Why have a Will?
WHAT IS A WILL?
A Will is a legal document that outlines how you wish to have your assets distributed on your death. You get to choose who administers your estate for you and who and how your beneficiaries are to receive your assets.
Generally, to make a Will, you must be over 18, have proper mental capacity and sign a document in the presence of 2 independent witnesses.
If you pass away without having a valid will in place (called ‘dying intestate’) then the provisions of the Succession Act 2006 (NSW) will apply and your estate will be divided up without regard to your wishes.
Take control of who controls your estate and who inherits by putting in place a will today.
An executor is the person you appoint in your Will to deal with your estate on your death and to ensure that your wishes are carried out. Often, people appoint 2 executors or provide for an alternate executor so that if one person is not willing (for example, due to age or infirmity) or able (for example, if they are dead or incapacitated) to act, then the other/alternate executor can act.
WHAT CAN A WILL INCLUDE?
Any asset that you own can be deal with in your will, whether bank accounts, motor vehicles, boats, jewellery or any other item. Particular items can be left to particular people, the whole of your estate can be left to one person or to several people in various fractions or percentages and conditions of gift can be imposed, such as paying out encumbrances such as mortgages.
Real property (houses and land) that is owned as ‘joint tenants’ (as is often the case for married couples) cannot be left by Will because when one joint owner dies, it automatically passes to the surviving owner. Where land is owned as tenants in common, it can be transmitted by Will. There can be good reasons for holding property in either way.
Life insurance and superannuation benefits are not able to be dealt with by a Will where specific beneficiaries have been nominated by policy owner. If the estate is nominated as beneficiary, a nomination has lapsed (they often lapse after 3 years) or no nomination has been made, the proceeds will usually be paid to the estate and distributed under the Will however, the trustee or the insurer may have discretion as to who to pay the benefit to. Your financial advisor would be able to advise you in relation to any superannuation death benefit nominations.
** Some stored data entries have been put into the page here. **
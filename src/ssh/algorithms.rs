//! Algorithm configuration
//!
//! Optional YAML file restricting or reordering the ciphers, key exchanges,
//! MACs and host key algorithms offered during the SSH handshake. Mostly
//! useful for reaching servers that only speak legacy algorithms.
//!
//! ```yaml
//! Ciphers: [aes128-cbc, aes128-ctr]
//! KexAlgos: [diffie-hellman-group1-sha1]
//! ```
//!
//! Lists left out of the file keep the library defaults.

use std::borrow::Cow;
use std::path::Path;

use russh::keys::Algorithm;
use russh::{cipher, kex, mac, Preferred};
use serde::{Deserialize, Deserializer};
use tracing::debug;

use crate::error::{JmsToolError, Result};

/// Algorithm name lists read from the config file
#[derive(Debug, Clone, Default, PartialEq, Eq, Deserialize)]
pub struct AlgorithmConfig {
    /// Symmetric ciphers, most preferred first
    #[serde(rename = "Ciphers", default, deserialize_with = "null_as_empty")]
    pub ciphers: Vec<String>,

    /// Key exchange algorithms
    #[serde(rename = "KexAlgos", default, deserialize_with = "null_as_empty")]
    pub kex_algos: Vec<String>,

    /// Message authentication codes
    #[serde(rename = "MACs", default, deserialize_with = "null_as_empty")]
    pub macs: Vec<String>,

    /// Host key algorithms
    #[serde(rename = "HostKeyAlgos", default, deserialize_with = "null_as_empty")]
    pub host_key_algos: Vec<String>,
}

impl AlgorithmConfig {
    /// Read and parse a config file
    pub async fn load(path: &Path) -> Result<Self> {
        let raw = tokio::fs::read_to_string(path).await.map_err(|e| {
            JmsToolError::config(format!("failed to read {}: {}", path.display(), e))
        })?;
        let config = Self::from_yaml(&raw)?;
        debug!("from config {}: {:?}", path.display(), config);
        Ok(config)
    }

    /// Parse the YAML document
    pub fn from_yaml(raw: &str) -> Result<Self> {
        if raw.trim().is_empty() {
            return Ok(Self::default());
        }
        serde_yaml::from_str(raw)
            .map_err(|e| JmsToolError::config(format!("invalid algorithm config: {e}")))
    }

    /// Build the handshake preferences
    ///
    /// Each empty list falls back to the library default; non-empty lists
    /// replace it in the given order. Unknown names are rejected.
    pub fn to_preferred(&self) -> Result<Preferred> {
        let defaults = Preferred::default();

        let kex = resolve("KexAlgos", &self.kex_algos, &defaults.kex, |name| {
            kex::Name::try_from(name)
                .ok()
                .or_else(|| CLIENT_KEX_MARKERS.iter().copied().find(|m| m.as_ref() == name))
        })?;
        let kex = with_client_markers(kex);
        let key = resolve("HostKeyAlgos", &self.host_key_algos, &defaults.key, |name| {
            name.parse::<Algorithm>().ok()
        })?;
        let cipher = resolve("Ciphers", &self.ciphers, &defaults.cipher, |name| {
            cipher::Name::try_from(name).ok()
        })?;
        let mac = resolve("MACs", &self.macs, &defaults.mac, |name| {
            mac::Name::try_from(name).ok()
        })?;

        Ok(Preferred {
            kex,
            key,
            cipher,
            mac,
            ..defaults
        })
    }
}

/// Pseudo-algorithms announcing client extensions; they must stay in the kex
/// list or the server omits `server-sig-algs` and strict key exchange
const CLIENT_KEX_MARKERS: [kex::Name; 2] = [
    kex::EXTENSION_SUPPORT_AS_CLIENT,
    kex::EXTENSION_OPENSSH_STRICT_KEX_AS_CLIENT,
];

fn with_client_markers(kex: Cow<'static, [kex::Name]>) -> Cow<'static, [kex::Name]> {
    if CLIENT_KEX_MARKERS.iter().all(|m| kex.contains(m)) {
        return kex;
    }

    let mut names = kex.into_owned();
    for marker in CLIENT_KEX_MARKERS {
        if !names.contains(&marker) {
            names.push(marker);
        }
    }
    Cow::Owned(names)
}

fn resolve<T, F>(
    field: &str,
    names: &[String],
    default: &Cow<'static, [T]>,
    lookup: F,
) -> Result<Cow<'static, [T]>>
where
    T: Clone,
    F: Fn(&str) -> Option<T>,
{
    if names.is_empty() {
        return Ok(default.clone());
    }

    names
        .iter()
        .map(|name| {
            lookup(name.trim()).ok_or_else(|| {
                JmsToolError::config(format!("unsupported algorithm in {field}: {name}"))
            })
        })
        .collect::<Result<Vec<T>>>()
        .map(Cow::Owned)
}

fn null_as_empty<'de, D>(deserializer: D) -> std::result::Result<Vec<String>, D::Error>
where
    D: Deserializer<'de>,
{
    Ok(Option::<Vec<String>>::deserialize(deserializer)?.unwrap_or_default())
}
Often, wishes are expressed in Wills such as those relating to cremation or burial and directions regarding guardianship of infant children.
WHEN IS A NEW WILL REQUIRED?
If you get married or if you get separated or divorced from your spouse or partner or if your family circumstances change (for example, through a birth or a death or if you have a significant change to your finances, like an inheritance, bankruptcy, changes in business structure etc), you should make a new Will.
Your Will should be regularly reviewed (every few years at least) to ensure it still reflects your current wishes.
Consider whether your beneficiaries would benefit from having Wills with Testamentary Trusts as they can offer significant and ongoing benefits, including:
- asset protection from creditors, and
- taxation advantages such as income splitting.
This is particularly useful where your beneficiaries are in business and have their own asset protection measures in place, if they are ‘at risk’ or where you have income producing assets. Speak to us about how testamentary trusts can benefit your family.
Craig Pryor is principal solicitor at McKillop Legal. For further information in relation to estate planning, business succession or any other commercial law matter, contact Craig Pryor on (02) 9521 2455 or email email@example.com.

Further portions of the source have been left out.